**Exercise description:** Tell how many lines in the following entries include the word "crates", giving the figure alone.
• • • •
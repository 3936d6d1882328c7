//! DNS-over-HTTPS transport (RFC 8484).
//!
//! POST carries the raw DNS message as the request body with the
//! `application/dns-message` content type; GET carries it in a
//! `?dns=<base64url>` query parameter (no padding). Either way the
//! response body is a raw DNS message.

use super::{DnsTransport, TransportResponse};
use async_trait::async_trait;
use base64::engine::general_purpose::URL_SAFE_NO_PAD;
use base64::Engine;
use cinder_dns_domain::{DohMethod, DomainError};
use std::time::Duration;
use tracing::debug;

/// Expected media type for DoH requests and responses (RFC 8484 §6).
const DNS_MESSAGE_CONTENT_TYPE: &str = "application/dns-message";

pub struct HttpsTransport {
    url: String,
    method: DohMethod,
    client: reqwest::Client,
}

impl HttpsTransport {
    pub fn new(url: String, method: DohMethod) -> Result<Self, DomainError> {
        let client = reqwest::Client::builder()
            .use_rustls_tls()
            .timeout(Duration::from_secs(10))
            .pool_max_idle_per_host(4)
            .build()
            .map_err(|e| DomainError::ConfigError(format!("HTTP client init failed: {}", e)))?;
        Ok(Self {
            url,
            method,
            client,
        })
    }

    pub fn url(&self) -> &str {
        &self.url
    }
}

#[async_trait]
impl DnsTransport for HttpsTransport {
    async fn send(
        &self,
        message_bytes: &[u8],
        timeout: Duration,
    ) -> Result<TransportResponse, DomainError> {
        debug!(
            url = %self.url,
            method = %self.method.as_str(),
            message_len = message_bytes.len(),
            "Sending DoH query"
        );

        let request = match self.method {
            DohMethod::Post => self
                .client
                .post(&self.url)
                .header("Content-Type", DNS_MESSAGE_CONTENT_TYPE)
                .header("Accept", DNS_MESSAGE_CONTENT_TYPE)
                .body(message_bytes.to_vec()),
            DohMethod::Get => self
                .client
                .get(&self.url)
                .header("Accept", DNS_MESSAGE_CONTENT_TYPE)
                .query(&[("dns", URL_SAFE_NO_PAD.encode(message_bytes))]),
        };

        let response = tokio::time::timeout(timeout, request.send())
            .await
            .map_err(|_| {
                DomainError::UpstreamUnavailable(format!("Timeout sending to {}", self.url))
            })?
            .map_err(|e| {
                DomainError::UpstreamUnavailable(format!("Request to {} failed: {}", self.url, e))
            })?;

        let status = response.status();
        if !status.is_success() {
            return Err(DomainError::UpstreamUnavailable(format!(
                "{} returned HTTP {}",
                self.url,
                status.as_u16()
            )));
        }

        let body = tokio::time::timeout(timeout, response.bytes())
            .await
            .map_err(|_| {
                DomainError::UpstreamUnavailable(format!("Timeout reading body from {}", self.url))
            })?
            .map_err(|e| {
                DomainError::UpstreamUnavailable(format!(
                    "Failed reading body from {}: {}",
                    self.url, e
                ))
            })?;

        debug!(url = %self.url, response_len = body.len(), "DoH response received");

        Ok(TransportResponse {
            bytes: body.to_vec(),
        })
    }
}

#[cfg(test)]
mod tests {
    use super::*;

    #[test]
    fn construction_keeps_url() {
        let transport =
            HttpsTransport::new("https://dns.google/dns-query".to_string(), DohMethod::Post)
                .unwrap();
        assert_eq!(transport.url(), "https://dns.google/dns-query");
    }

    #[test]
    fn get_query_parameter_is_base64url_without_padding() {
        // 13-byte input would need padding in plain base64.
        let bytes = [0u8, 1, 2, 3, 4, 5, 6, 7, 8, 9, 10, 11, 12];
        let encoded = URL_SAFE_NO_PAD.encode(bytes);
        assert!(!encoded.contains('='));
        assert!(!encoded.contains('+'));
        assert!(!encoded.contains('/'));
    }
}
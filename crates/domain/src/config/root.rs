use serde::{Deserialize, Serialize};

use super::dns::DnsConfig;
use super::errors::ConfigError;
use super::logging::LoggingConfig;
use super::server::ServerConfig;

/// Main configuration for cinder-dns.
#[derive(Debug, Clone, Deserialize, Serialize, Default)]
pub struct Config {
    #[serde(default)]
    pub server: ServerConfig,

    #[serde(default)]
    pub dns: DnsConfig,

    #[serde(default)]
    pub logging: LoggingConfig,
}

impl Config {
    /// Load configuration from file or use defaults.
    ///
    /// Priority order:
    /// 1. Explicitly provided path
    /// 2. cinder-dns.toml in the current directory
    /// 3. /etc/cinder-dns/config.toml
    /// 4. Default configuration
    pub fn load(path: Option<&str>, cli_overrides: CliOverrides) -> Result<Self, ConfigError> {
        let mut config = if let Some(path) = path {
            Self::from_file(path)?
        } else if std::path::Path::new("cinder-dns.toml").exists() {
            Self::from_file("cinder-dns.toml")?
        } else if std::path::Path::new("/etc/cinder-dns/config.toml").exists() {
            Self::from_file("/etc/cinder-dns/config.toml")?
        } else {
            Self::default()
        };

        config.apply_cli_overrides(cli_overrides);
        Ok(config)
    }

    fn from_file(path: &str) -> Result<Self, ConfigError> {
        let contents = std::fs::read_to_string(path)
            .map_err(|e| ConfigError::FileRead(path.to_string(), e.to_string()))?;
        toml::from_str(&contents).map_err(|e| ConfigError::Parse(e.to_string()))
    }

    fn apply_cli_overrides(&mut self, overrides: CliOverrides) {
        if let Some(port) = overrides.dns_port {
            self.server.dns_port = port;
        }
        if let Some(bind) = overrides.bind_address {
            self.server.bind_address = bind;
        }
        if let Some(upstreams) = overrides.upstream_urls {
            self.dns.upstream_urls = upstreams;
        }
        if let Some(level) = overrides.log_level {
            self.logging.level = level;
        }
    }

    /// Startup validation. The only fatal errors in the system live here.
    pub fn validate(&self) -> Result<(), ConfigError> {
        if self.server.dns_port == 0 {
            return Err(ConfigError::Validation("DNS port cannot be 0".to_string()));
        }

        if self.server.bind_address.parse::<std::net::IpAddr>().is_err() {
            return Err(ConfigError::Validation(format!(
                "Invalid bind address '{}'",
                self.server.bind_address
            )));
        }

        if self.dns.upstream_urls.is_empty() {
            return Err(ConfigError::Validation(
                "No upstream DoH endpoint configured".to_string(),
            ));
        }

        for url in &self.dns.upstream_urls {
            if !url.starts_with("https://") {
                return Err(ConfigError::Validation(format!(
                    "Upstream endpoint '{}' is not an https:// URL",
                    url
                )));
            }
        }

        if !(0.0..1.0).contains(&self.dns.prefetch_fraction) {
            return Err(ConfigError::Validation(format!(
                "prefetch_fraction {} must be in [0, 1)",
                self.dns.prefetch_fraction
            )));
        }

        if self.dns.min_ttl > self.dns.max_ttl {
            return Err(ConfigError::Validation(
                "min_ttl exceeds max_ttl".to_string(),
            ));
        }

        if self.dns.max_inflight_forwards == 0 {
            return Err(ConfigError::Validation(
                "max_inflight_forwards cannot be 0".to_string(),
            ));
        }

        Ok(())
    }
}

/// Command-line overrides for configuration.
#[derive(Debug, Default)]
pub struct CliOverrides {
    pub dns_port: Option<u16>,
    pub bind_address: Option<String>,
    pub upstream_urls: Option<Vec<String>>,
    pub log_level: Option<String>,
}
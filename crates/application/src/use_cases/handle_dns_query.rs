use std::sync::Arc;
use std::time::{Duration, Instant};

use cinder_dns_domain::{DomainError, Message, Opcode, Rcode, RecordType};
use tokio::sync::Semaphore;

use crate::ports::DnsResolver;

/// Dispatches one decoded query through the resolver stack and always
/// produces a response message; failures become error rcodes, never
/// silence.
pub struct HandleDnsQueryUseCase {
    resolver: Arc<dyn DnsResolver>,
    /// Ceiling on concurrent upstream forwards. Cache hits bypass it.
    forward_slots: Arc<Semaphore>,
    queue_wait: Duration,
    query_timeout: Duration,
}

impl HandleDnsQueryUseCase {
    pub fn new(
        resolver: Arc<dyn DnsResolver>,
        max_inflight_forwards: usize,
        queue_wait: Duration,
        query_timeout: Duration,
    ) -> Self {
        Self {
            resolver,
            forward_slots: Arc::new(Semaphore::new(max_inflight_forwards)),
            queue_wait,
            query_timeout,
        }
    }

    pub async fn execute(&self, request: &Message) -> Message {
        if request.header.response {
            return Message::response_to(request, Rcode::FormErr);
        }
        if request.header.opcode != Opcode::Query {
            return Message::response_to(request, Rcode::NotImp);
        }
        let question = match request.question() {
            Some(q) if request.questions.len() == 1 => q.clone(),
            _ => return Message::response_to(request, Rcode::FormErr),
        };

        let start = Instant::now();

        // Fresh cache entries are served without consuming a forward slot.
        if let Some(resolution) = self.resolver.try_cache(&question) {
            tracing::debug!(
                domain = %question.name,
                record_type = %question.rtype,
                dnssec = %resolution.dnssec_status,
                "Cache hit"
            );
            return build_response(request, &resolution.message);
        }

        let permit = match tokio::time::timeout(
            self.queue_wait,
            Arc::clone(&self.forward_slots).acquire_owned(),
        )
        .await
        {
            Ok(Ok(permit)) => permit,
            _ => {
                tracing::warn!(
                    domain = %question.name,
                    record_type = %question.rtype,
                    error = %DomainError::CapacityExceeded,
                    "Shedding query"
                );
                return Message::response_to(request, Rcode::ServFail);
            }
        };

        let outcome = tokio::time::timeout(self.query_timeout, self.resolver.resolve(&question)).await;
        drop(permit);

        match outcome {
            Ok(Ok(resolution)) => {
                tracing::debug!(
                    domain = %question.name,
                    record_type = %question.rtype,
                    cache_hit = resolution.cache_hit,
                    dnssec = %resolution.dnssec_status,
                    elapsed_ms = start.elapsed().as_millis() as u64,
                    "Resolved"
                );
                build_response(request, &resolution.message)
            }
            Ok(Err(error)) => {
                let rcode = rcode_for_error(&error);
                tracing::warn!(
                    domain = %question.name,
                    record_type = %question.rtype,
                    error = %error,
                    rcode = %rcode,
                    "Resolution failed"
                );
                Message::response_to(request, rcode)
            }
            Err(_) => {
                tracing::warn!(
                    domain = %question.name,
                    record_type = %question.rtype,
                    timeout_ms = self.query_timeout.as_millis() as u64,
                    "Query deadline exceeded"
                );
                Message::response_to(request, Rcode::ServFail)
            }
        }
    }
}

fn rcode_for_error(error: &DomainError) -> Rcode {
    match error {
        DomainError::NxDomain => Rcode::NxDomain,
        DomainError::MalformedMessage(_) | DomainError::InvalidDomainName(_) => Rcode::FormErr,
        DomainError::UpstreamUnavailable(_)
        | DomainError::ValidationBogus(_)
        | DomainError::CapacityExceeded
        | DomainError::QueryTimeout
        | DomainError::ConfigError(_)
        | DomainError::IoError(_) => Rcode::ServFail,
    }
}

/// Graft the resolved sections onto a reply for this client: the client's
/// id, opcode, and RD bit, with RA set. OPT pseudo-records are dropped
/// since the server negotiates no EDNS options.
fn build_response(request: &Message, resolved: &Message) -> Message {
    let mut response = Message::response_to(request, resolved.header.rcode);
    response.answers = resolved.answers.clone();
    response.authorities = resolved.authorities.clone();
    response.additionals = resolved
        .additionals
        .iter()
        .filter(|r| r.rtype != RecordType::OPT)
        .cloned()
        .collect();
    response
}

#[cfg(test)]
mod tests {
    use super::*;
    use crate::ports::Resolution;
    use async_trait::async_trait;
    use cinder_dns_domain::{DnssecStatus, Question, RData, ResourceRecord};
    use std::sync::atomic::{AtomicUsize, Ordering};

    struct StubResolver {
        answer_ttl: u32,
        delay: Option<Duration>,
        fail_with: Option<fn() -> DomainError>,
        calls: AtomicUsize,
    }

    impl StubResolver {
        fn answering(ttl: u32) -> Self {
            Self {
                answer_ttl: ttl,
                delay: None,
                fail_with: None,
                calls: AtomicUsize::new(0),
            }
        }

        fn slow(delay: Duration) -> Self {
            Self {
                delay: Some(delay),
                ..Self::answering(300)
            }
        }

        fn failing(make: fn() -> DomainError) -> Self {
            Self {
                fail_with: Some(make),
                ..Self::answering(300)
            }
        }
    }

    #[async_trait]
    impl DnsResolver for StubResolver {
        async fn resolve(&self, question: &Question) -> Result<Resolution, DomainError> {
            self.calls.fetch_add(1, Ordering::SeqCst);
            if let Some(delay) = self.delay {
                tokio::time::sleep(delay).await;
            }
            if let Some(make) = self.fail_with {
                return Err(make());
            }
            let mut message = Message::query(0, question.name.clone(), question.rtype);
            message.header.response = true;
            message.answers = vec![ResourceRecord::new(
                question.name.clone(),
                self.answer_ttl,
                RData::A("192.0.2.1".parse().unwrap()),
            )];
            Ok(Resolution::upstream(
                Arc::new(message),
                DnssecStatus::Unknown,
                Arc::from("https://dns.test/dns-query"),
            ))
        }
    }

    fn use_case(resolver: StubResolver, max_inflight: usize) -> HandleDnsQueryUseCase {
        HandleDnsQueryUseCase::new(
            Arc::new(resolver),
            max_inflight,
            Duration::from_millis(500),
            Duration::from_secs(3),
        )
    }

    fn request(id: u16) -> Message {
        Message::query(id, "example.com", RecordType::A)
    }

    #[tokio::test]
    async fn echoes_id_and_sets_ra_on_success() {
        let uc = use_case(StubResolver::answering(300), 4);
        let response = uc.execute(&request(0xBEEF)).await;
        assert_eq!(response.header.id, 0xBEEF);
        assert!(response.header.response);
        assert!(response.header.recursion_available);
        assert_eq!(response.header.rcode, Rcode::NoError);
        assert_eq!(response.answers.len(), 1);
    }

    #[tokio::test]
    async fn upstream_failure_maps_to_servfail() {
        let uc = use_case(
            StubResolver::failing(|| DomainError::UpstreamUnavailable("all endpoints down".into())),
            4,
        );
        let response = uc.execute(&request(7)).await;
        assert_eq!(response.header.rcode, Rcode::ServFail);
        assert!(response.answers.is_empty());
    }

    #[tokio::test]
    async fn bogus_validation_maps_to_servfail() {
        let uc = use_case(
            StubResolver::failing(|| DomainError::ValidationBogus("rrsig mismatch".into())),
            4,
        );
        let response = uc.execute(&request(7)).await;
        assert_eq!(response.header.rcode, Rcode::ServFail);
    }

    #[tokio::test]
    async fn non_query_opcode_gets_notimp() {
        let uc = use_case(StubResolver::answering(300), 4);
        let mut req = request(1);
        req.header.opcode = Opcode::Status;
        let response = uc.execute(&req).await;
        assert_eq!(response.header.rcode, Rcode::NotImp);
    }

    #[tokio::test]
    async fn empty_question_section_gets_formerr() {
        let uc = use_case(StubResolver::answering(300), 4);
        let mut req = request(1);
        req.questions.clear();
        let response = uc.execute(&req).await;
        assert_eq!(response.header.rcode, Rcode::FormErr);
    }

    #[tokio::test(start_paused = true)]
    async fn saturated_forward_slots_shed_with_servfail() {
        let uc = Arc::new(HandleDnsQueryUseCase::new(
            Arc::new(StubResolver::slow(Duration::from_secs(2))),
            1,
            Duration::from_millis(500),
            Duration::from_secs(10),
        ));

        let first = tokio::spawn({
            let uc = Arc::clone(&uc);
            async move { uc.execute(&request(1)).await }
        });
        tokio::task::yield_now().await;
        let second = uc.execute(&request(2)).await;

        assert_eq!(second.header.rcode, Rcode::ServFail, "slot queue overflow");
        let first = first.await.unwrap();
        assert_eq!(first.header.rcode, Rcode::NoError);
    }

    #[tokio::test(start_paused = true)]
    async fn deadline_exceeded_maps_to_servfail() {
        let uc = HandleDnsQueryUseCase::new(
            Arc::new(StubResolver::slow(Duration::from_secs(30))),
            4,
            Duration::from_millis(500),
            Duration::from_secs(3),
        );
        let response = uc.execute(&request(9)).await;
        assert_eq!(response.header.rcode, Rcode::ServFail);
    }
}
• • • •
**Answer for this exercise:** 2